I don't explain everything. I try not to upset the magic and mystery of language. I have a love for embedded propostions. Some blogger in Manhattan once remarked that he couldn't reference everything directly because of legal implications, but anyone could figure it out by going to other websites and cross referencing information.
 

Sunday, April 15, 2012

Still Thinking of DeKorte Park Stripers, Rainbow Trout, but also Smallmouth Bass

Perhaps I'm looking forward to it: it's cool when tide is rushing out at DeKorte Park in the Meadowlands, leaving mud flats in the end. Stripers feed in the outflows from a flat slightly elevated above the lower. I just lost my drive this weekend. The park is a good hour away, and Garden State Parkway, Route 3, and so on is a challenge. I drive about 150 miles a day for my job through all sorts of busy chaos, but this is part of the reason I can sometimes just not want to deal with thousands of explosive gasoline engines roaring like dinosaurs. 

On the other hand, I've driven to the Meadowlands on a weekday after work, and often to the shore and as far down as Seaside evenings after work, too. From Bedminster, Seaside is about a 140-mile round trip. When I do these after work jaunts, they never have affected me as overdrawn.

Tide chart shows me I have to wait until next week. Maybe just as well. Rainbows should be stocked in the North Branch Wednesday, so if water levels rise, I'll probably have some fun with salmon eggs. 

Now that Route 206/202 bridge is not stocked, my favorite spot to drift eggs has few trout.

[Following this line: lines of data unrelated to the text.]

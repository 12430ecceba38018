// SPDX-FileCopyrightText: 2025 Jason Pena <jasonpena@awkless.com>
// SPDX-License-Identifier: MIT

//! External tool invocation.
//!
//! Key generation, SSH agent registration, and connectivity probing are all
//! left to the OpenSSH binaries already installed on the system. The
//! [`Toolchain`] trait is the only way the reconciler reaches them, which
//! keeps the reconciler testable without touching a real SSH agent or forge.

use std::{
    ffi::{OsStr, OsString},
    path::Path,
    process::Command,
};
use tracing::{debug, instrument};

/// Layer of indirection for external SSH tooling.
pub trait Toolchain {
    /// Generate passphrase-less ed25519 keypair at `private` with `comment`.
    fn generate_key(&self, private: &Path, comment: &str) -> Result<()>;

    /// Remove key from SSH agent.
    fn agent_remove(&self, private: &Path) -> Result<()>;

    /// Add key to SSH agent.
    fn agent_add(&self, private: &Path) -> Result<()>;

    /// Attempt authentication-only SSH session against `domain` from `cwd`.
    fn probe(&self, domain: &str, private: &Path, cwd: &Path) -> Result<ProbeOutput>;
}

/// Toolchain backed by OpenSSH binaries on the `PATH`.
#[derive(Debug, Default, Clone)]
pub struct SystemToolchain;

impl Toolchain for SystemToolchain {
    #[instrument(skip(self), level = "debug")]
    fn generate_key(&self, private: &Path, comment: &str) -> Result<()> {
        let args: [&OsStr; 8] = [
            OsStr::new("-t"),
            OsStr::new("ed25519"),
            OsStr::new("-N"),
            OsStr::new(""),
            OsStr::new("-C"),
            OsStr::new(comment),
            OsStr::new("-f"),
            private.as_os_str(),
        ];
        let output = syscall_non_interactive("ssh-keygen", args, None)?;
        output.into_result("ssh-keygen").map(|_| ())
    }

    #[instrument(skip(self), level = "debug")]
    fn agent_remove(&self, private: &Path) -> Result<()> {
        let output = syscall_non_interactive("ssh-add", [OsStr::new("-d"), private.as_os_str()], None)?;
        output.into_result("ssh-add").map(|_| ())
    }

    #[instrument(skip(self), level = "debug")]
    fn agent_add(&self, private: &Path) -> Result<()> {
        let output = syscall_non_interactive("ssh-add", [private.as_os_str()], None)?;
        output.into_result("ssh-add").map(|_| ())
    }

    #[instrument(skip(self), level = "debug")]
    fn probe(&self, domain: &str, private: &Path, cwd: &Path) -> Result<ProbeOutput> {
        let target = format!("git@{domain}");
        let args: [&OsStr; 9] = [
            OsStr::new("-T"),
            OsStr::new("-o"),
            OsStr::new("BatchMode=yes"),
            OsStr::new("-o"),
            OsStr::new("IdentitiesOnly=yes"),
            OsStr::new("-o"),
            OsStr::new("StrictHostKeyChecking=accept-new"),
            OsStr::new("-i"),
            private.as_os_str(),
        ];
        let args = args.into_iter().chain([OsStr::new(&target)]);
        syscall_non_interactive("ssh", args, Some(cwd))
    }
}

/// Combined output and exit status of an external command.
#[derive(Debug, Clone, PartialEq, Eq)]
pub struct ProbeOutput {
    pub text: String,
    pub success: bool,
}

impl ProbeOutput {
    pub fn new(text: impl Into<String>, success: bool) -> Self {
        Self {
            text: text.into(),
            success,
        }
    }

    fn into_result(self, program: &str) -> Result<String> {
        if !self.success {
            return Err(ToolError::Failed {
                program: program.into(),
                message: self.text,
            });
        }

        Ok(self.text)
    }
}

/// Verdict on connectivity probe.
#[derive(Debug, Clone, Copy, PartialEq, Eq)]
pub enum ProbeVerdict {
    Success,
    PermissionDenied,
    Other,
}

/// Phrases forges greet a successfully authenticated session with.
const GREETINGS: [&str; 3] = ["successfully authenticated", "Hi ", "Welcome to "];

/// Classify output of connectivity probe.
///
/// This is a heuristic. Forges close authentication-only sessions with a
/// non-zero exit status even on success, so the greeting text decides first,
/// and the exit status only matters when nothing recognizable was printed.
pub fn classify(output: &str, success: bool) -> ProbeVerdict {
    if GREETINGS.iter().any(|greeting| output.contains(greeting)) {
        return ProbeVerdict::Success;
    }

    if output.contains("Permission denied") {
        return ProbeVerdict::PermissionDenied;
    }

    if success {
        ProbeVerdict::Success
    } else {
        ProbeVerdict::Other
    }
}

fn syscall_non_interactive(
    cmd: impl AsRef<OsStr>,
    args: impl IntoIterator<Item = impl AsRef<OsStr>>,
    cwd: Option<&Path>,
) -> Result<ProbeOutput> {
    let mut command = Command::new(cmd.as_ref());
    command.args(args);
    if let Some(cwd) = cwd {
        command.current_dir(cwd);
    }

    debug!("run {command:?}");
    let output = command.output().map_err(|source| ToolError::Spawn {
        source,
        program: cmd.as_ref().to_os_string(),
    })?;

    let stdout = String::from_utf8_lossy(output.stdout.as_slice());
    let stderr = String::from_utf8_lossy(output.stderr.as_slice());
    let mut message = String::new();
    message.push_str(stdout.as_ref());
    message.push_str(stderr.as_ref());

    // INVARIANT: Chomp trailing newlines.
    let message = message.trim_end_matches(['\r', '\n']).to_string();

    Ok(ProbeOutput::new(message, output.status.success()))
}

/// External tool error types.
#[derive(Debug, thiserror::Error)]
pub enum ToolError {
    #[error("failed to run {program:?}")]
    Spawn {
        #[source]
        source: std::io::Error,
        program: OsString,
    },

    #[error("{program} failed: {message}")]
    Failed { program: String, message: String },
}

/// Friendly result alias :3
pub type Result<T, E = ToolError> = std::result::Result<T, E>;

And the crowed at AT&T seems to be larger now that no one stops at 206. Why did they stop stocking at the bridge? Did they just say "What the hell, it's easier not to bother?" Did Verizon complain about parked vehicles? 

To tell you the truth, I may not bother to fish trout this week. I went down to the river today at 206/202 easily within walking distance just to contemplate it, and I thought best of smallmouth bass anyway. Smallmouth bass are wild and uncomplicated by agency decisions or sloth, and never attract such rudeness in a crowd as referenced in a post recently.